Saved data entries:

Content starts

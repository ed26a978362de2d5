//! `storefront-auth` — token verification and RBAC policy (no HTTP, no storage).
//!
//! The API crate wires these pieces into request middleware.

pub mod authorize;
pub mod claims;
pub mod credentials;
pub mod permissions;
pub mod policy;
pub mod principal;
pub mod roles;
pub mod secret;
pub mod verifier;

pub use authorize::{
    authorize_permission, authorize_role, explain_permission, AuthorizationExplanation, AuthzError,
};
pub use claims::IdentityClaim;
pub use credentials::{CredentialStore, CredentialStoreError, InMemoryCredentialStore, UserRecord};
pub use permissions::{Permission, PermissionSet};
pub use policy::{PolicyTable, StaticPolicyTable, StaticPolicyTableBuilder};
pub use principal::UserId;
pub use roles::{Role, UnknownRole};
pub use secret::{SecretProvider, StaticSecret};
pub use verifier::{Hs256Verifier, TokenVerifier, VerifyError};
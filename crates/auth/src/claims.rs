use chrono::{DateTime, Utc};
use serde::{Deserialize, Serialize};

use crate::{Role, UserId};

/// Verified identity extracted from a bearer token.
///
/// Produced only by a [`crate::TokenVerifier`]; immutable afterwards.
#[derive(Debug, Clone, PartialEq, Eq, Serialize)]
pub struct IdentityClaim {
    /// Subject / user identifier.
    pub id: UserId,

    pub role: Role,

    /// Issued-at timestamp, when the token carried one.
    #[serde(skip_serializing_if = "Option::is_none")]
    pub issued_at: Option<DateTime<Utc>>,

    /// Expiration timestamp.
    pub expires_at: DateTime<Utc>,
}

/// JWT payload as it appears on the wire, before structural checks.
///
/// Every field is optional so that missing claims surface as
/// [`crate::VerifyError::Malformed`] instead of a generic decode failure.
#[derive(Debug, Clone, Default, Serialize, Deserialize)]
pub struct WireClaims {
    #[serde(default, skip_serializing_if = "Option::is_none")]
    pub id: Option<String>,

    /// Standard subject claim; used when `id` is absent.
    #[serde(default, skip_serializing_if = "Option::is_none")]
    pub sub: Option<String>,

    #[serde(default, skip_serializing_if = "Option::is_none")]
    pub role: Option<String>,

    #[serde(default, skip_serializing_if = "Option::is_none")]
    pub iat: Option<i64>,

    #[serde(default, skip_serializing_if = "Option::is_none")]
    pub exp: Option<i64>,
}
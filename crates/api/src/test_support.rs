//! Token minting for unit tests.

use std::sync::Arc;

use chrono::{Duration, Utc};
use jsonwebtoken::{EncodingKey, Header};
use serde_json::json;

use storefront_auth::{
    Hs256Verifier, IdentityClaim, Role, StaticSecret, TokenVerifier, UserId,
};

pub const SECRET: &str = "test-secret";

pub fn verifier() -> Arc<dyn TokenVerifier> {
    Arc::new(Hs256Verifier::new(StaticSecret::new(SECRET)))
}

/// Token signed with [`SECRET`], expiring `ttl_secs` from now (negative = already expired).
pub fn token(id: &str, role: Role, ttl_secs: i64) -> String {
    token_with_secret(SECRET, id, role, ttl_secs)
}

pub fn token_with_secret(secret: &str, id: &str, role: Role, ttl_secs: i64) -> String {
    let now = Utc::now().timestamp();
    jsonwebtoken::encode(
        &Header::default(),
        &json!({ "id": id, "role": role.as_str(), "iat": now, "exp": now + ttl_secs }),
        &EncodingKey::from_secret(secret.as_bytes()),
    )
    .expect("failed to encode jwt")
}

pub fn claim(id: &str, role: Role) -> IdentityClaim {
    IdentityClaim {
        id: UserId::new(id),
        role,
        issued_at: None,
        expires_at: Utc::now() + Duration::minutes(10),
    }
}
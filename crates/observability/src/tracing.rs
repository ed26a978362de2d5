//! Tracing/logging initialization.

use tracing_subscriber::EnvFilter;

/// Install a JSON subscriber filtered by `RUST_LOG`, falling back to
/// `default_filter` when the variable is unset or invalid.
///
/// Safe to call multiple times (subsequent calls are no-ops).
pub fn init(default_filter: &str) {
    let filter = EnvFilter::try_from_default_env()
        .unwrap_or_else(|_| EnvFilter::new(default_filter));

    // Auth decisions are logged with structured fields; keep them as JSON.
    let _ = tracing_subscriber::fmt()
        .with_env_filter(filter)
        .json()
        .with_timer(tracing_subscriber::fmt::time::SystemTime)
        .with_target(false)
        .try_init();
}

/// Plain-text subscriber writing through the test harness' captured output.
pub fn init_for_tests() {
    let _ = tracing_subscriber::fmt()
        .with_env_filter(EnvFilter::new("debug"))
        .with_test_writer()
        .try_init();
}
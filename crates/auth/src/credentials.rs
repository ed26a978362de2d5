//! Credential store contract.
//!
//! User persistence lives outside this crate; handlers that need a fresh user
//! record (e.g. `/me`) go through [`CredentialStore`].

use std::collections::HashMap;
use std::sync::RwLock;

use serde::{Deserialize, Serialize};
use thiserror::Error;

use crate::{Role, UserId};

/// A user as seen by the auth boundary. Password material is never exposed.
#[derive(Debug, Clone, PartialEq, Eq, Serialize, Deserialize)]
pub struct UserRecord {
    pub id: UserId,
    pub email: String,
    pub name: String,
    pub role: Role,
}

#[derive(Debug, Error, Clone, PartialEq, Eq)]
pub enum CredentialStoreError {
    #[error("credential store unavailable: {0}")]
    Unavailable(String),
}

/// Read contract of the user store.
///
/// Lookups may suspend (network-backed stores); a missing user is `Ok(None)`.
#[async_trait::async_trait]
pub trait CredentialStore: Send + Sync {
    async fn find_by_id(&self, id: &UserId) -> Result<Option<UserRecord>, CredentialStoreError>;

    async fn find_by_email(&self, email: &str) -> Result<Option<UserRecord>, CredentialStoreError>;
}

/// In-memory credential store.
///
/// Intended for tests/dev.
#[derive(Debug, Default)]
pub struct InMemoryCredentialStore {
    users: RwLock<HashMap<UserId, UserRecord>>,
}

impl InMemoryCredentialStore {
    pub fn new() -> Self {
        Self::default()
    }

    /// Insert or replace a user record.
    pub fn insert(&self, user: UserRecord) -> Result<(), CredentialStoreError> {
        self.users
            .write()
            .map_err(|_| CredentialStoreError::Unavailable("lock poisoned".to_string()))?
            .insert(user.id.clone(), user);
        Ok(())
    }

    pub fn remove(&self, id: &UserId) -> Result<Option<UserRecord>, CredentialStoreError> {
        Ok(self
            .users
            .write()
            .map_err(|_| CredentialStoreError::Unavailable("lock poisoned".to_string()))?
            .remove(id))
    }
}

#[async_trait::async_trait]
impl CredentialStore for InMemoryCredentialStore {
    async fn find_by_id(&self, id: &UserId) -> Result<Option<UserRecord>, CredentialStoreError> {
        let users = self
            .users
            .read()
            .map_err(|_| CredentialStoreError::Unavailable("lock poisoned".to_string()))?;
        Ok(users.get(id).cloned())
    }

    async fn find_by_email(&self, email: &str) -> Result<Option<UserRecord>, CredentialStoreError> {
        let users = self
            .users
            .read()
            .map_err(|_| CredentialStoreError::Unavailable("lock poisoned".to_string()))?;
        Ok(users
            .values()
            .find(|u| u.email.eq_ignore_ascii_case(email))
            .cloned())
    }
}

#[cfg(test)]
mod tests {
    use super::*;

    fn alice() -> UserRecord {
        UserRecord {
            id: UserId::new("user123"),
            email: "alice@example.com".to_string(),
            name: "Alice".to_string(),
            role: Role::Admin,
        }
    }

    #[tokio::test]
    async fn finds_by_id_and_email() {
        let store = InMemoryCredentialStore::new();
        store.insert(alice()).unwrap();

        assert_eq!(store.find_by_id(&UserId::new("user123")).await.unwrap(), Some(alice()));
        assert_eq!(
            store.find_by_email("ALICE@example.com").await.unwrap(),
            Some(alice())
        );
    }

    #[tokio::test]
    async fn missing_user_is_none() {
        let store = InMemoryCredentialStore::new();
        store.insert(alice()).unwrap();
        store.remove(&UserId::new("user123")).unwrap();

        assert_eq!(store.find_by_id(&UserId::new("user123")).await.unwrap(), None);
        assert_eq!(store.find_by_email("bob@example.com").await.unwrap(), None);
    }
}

Content ends

TASK INSTRUCTIONS
The line containing "pub mod permissions;" marks the end: copy exactly every line from the top of the data above down to it, that line included.

RESULT FOR THIS TASK
repository ed26a978362de2d5
//! `storefront-auth` — token verification and RBAC policy (no HTTP, no storage).
//!
//! The API crate wires these pieces into request middleware.

pub mod authorize;
pub mod claims;
pub mod credentials;
pub mod permissions;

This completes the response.